■ **Data records**:
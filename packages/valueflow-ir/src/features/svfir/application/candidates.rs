//! Candidate pointer selection
//!
//! Runs once over the finished graph. Nothing here mutates nodes or
//! statements; the result is a membership set handed to the solver.

use std::collections::BTreeSet;
use tracing::info;

use super::ir::SvfIr;
use crate::errors::Result;
use crate::features::svfir::domain::SvfVar;
use crate::features::svfir::infrastructure::GraphStore;
use crate::features::svfir::ports::{CallerInfo, LayoutService};
use crate::shared::models::NodeId;

/// Below this many nodes the scan stays sequential
#[cfg(feature = "parallel")]
const PARALLEL_SCAN_THRESHOLD: usize = 10_000;

fn is_valid_pointer_in(store: &GraphStore, var: &SvfVar) -> bool {
    var.is_pointer && store.has_incident_edges(var.id).unwrap_or(false)
}

#[cfg(feature = "parallel")]
fn select_candidate_pointers(store: &GraphStore) -> BTreeSet<NodeId> {
    use rayon::prelude::*;

    if store.node_count() < PARALLEL_SCAN_THRESHOLD {
        return select_candidate_pointers_seq(store);
    }
    let nodes: Vec<&SvfVar> = store.nodes().collect();
    nodes
        .par_iter()
        .filter(|var| is_valid_pointer_in(store, var))
        .map(|var| var.id)
        .collect()
}

#[cfg(not(feature = "parallel"))]
fn select_candidate_pointers(store: &GraphStore) -> BTreeSet<NodeId> {
    select_candidate_pointers_seq(store)
}

fn select_candidate_pointers_seq(store: &GraphStore) -> BTreeSet<NodeId> {
    store
        .nodes()
        .filter(|var| is_valid_pointer_in(store, var))
        .map(|var| var.id)
        .collect()
}

impl<L: LayoutService> SvfIr<L> {
    /// Pointer-typed node with at least one incident statement
    pub fn is_valid_pointer(&self, node: NodeId) -> Result<bool> {
        let var = self.store.node(node)?;
        Ok(var.is_pointer && self.store.has_incident_edges(node)?)
    }

    /// Valid pointer that needs a top-level points-to set
    ///
    /// Requires a program value that is not a formal parameter of a function
    /// without any known caller.
    pub fn is_valid_top_level_ptr(&self, node: NodeId, callers: &dyn CallerInfo) -> Result<bool> {
        let var = self.store.node(node)?;
        if !var.is_top_level_ptr() || !self.is_valid_pointer(node)? {
            return Ok(false);
        }
        Ok(var
            .value
            .as_ref()
            .map_or(false, |value| !callers.is_arg_in_no_caller_function(value)))
    }

    /// Compute the candidate pointer set; call once construction is finished
    pub fn initialise_candidate_pointers(&mut self) -> &BTreeSet<NodeId> {
        self.candidate_pointers = select_candidate_pointers(&self.store);
        info!(
            "initialised {} candidate pointers out of {} nodes",
            self.candidate_pointers.len(),
            self.store.node_count()
        );
        &self.candidate_pointers
    }

    /// Candidate set from the last `initialise_candidate_pointers`
    #[inline]
    pub fn candidate_pointers(&self) -> &BTreeSet<NodeId> {
        &self.candidate_pointers
    }

    /// Every valid top-level pointer, in id order
    pub fn all_valid_ptrs(&self, callers: &dyn CallerInfo) -> Result<BTreeSet<NodeId>> {
        let mut ptrs = BTreeSet::new();
        for id in self.store.node_ids() {
            if self.is_valid_top_level_ptr(id, callers)? {
                ptrs.insert(id);
            }
        }
        Ok(ptrs)
    }
}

■ **Directions**: All lines from the one with "return Ok(false);" through the end of the records need to be copied exactly, and no other lines.

■ **Answer to the problem**:
            return Ok(false);
        }
        Ok(var
            .value
            .as_ref()
            .map_or(false, |value| !callers.is_arg_in_no_caller_function(value)))
    }

    /// Compute the candidate pointer set; call once construction is finished
    pub fn initialise_candidate_pointers(&mut self) -> &BTreeSet<NodeId> {
        self.candidate_pointers = select_candidate_pointers(&self.store);
        info!(
            "initialised {} candidate pointers out of {} nodes",
            self.candidate_pointers.len(),
            self.store.node_count()
        );
        &self.candidate_pointers
    }

    /// Candidate set from the last `initialise_candidate_pointers`
    #[inline]
    pub fn candidate_pointers(&self) -> &BTreeSet<NodeId> {
        &self.candidate_pointers
    }

    /// Every valid top-level pointer, in id order
    pub fn all_valid_ptrs(&self, callers: &dyn CallerInfo) -> Result<BTreeSet<NodeId>> {
        let mut ptrs = BTreeSet::new();
        for id in self.store.node_ids() {
            if self.is_valid_top_level_ptr(id, callers)? {
                ptrs.insert(id);
            }
        }
        Ok(ptrs)
    }
}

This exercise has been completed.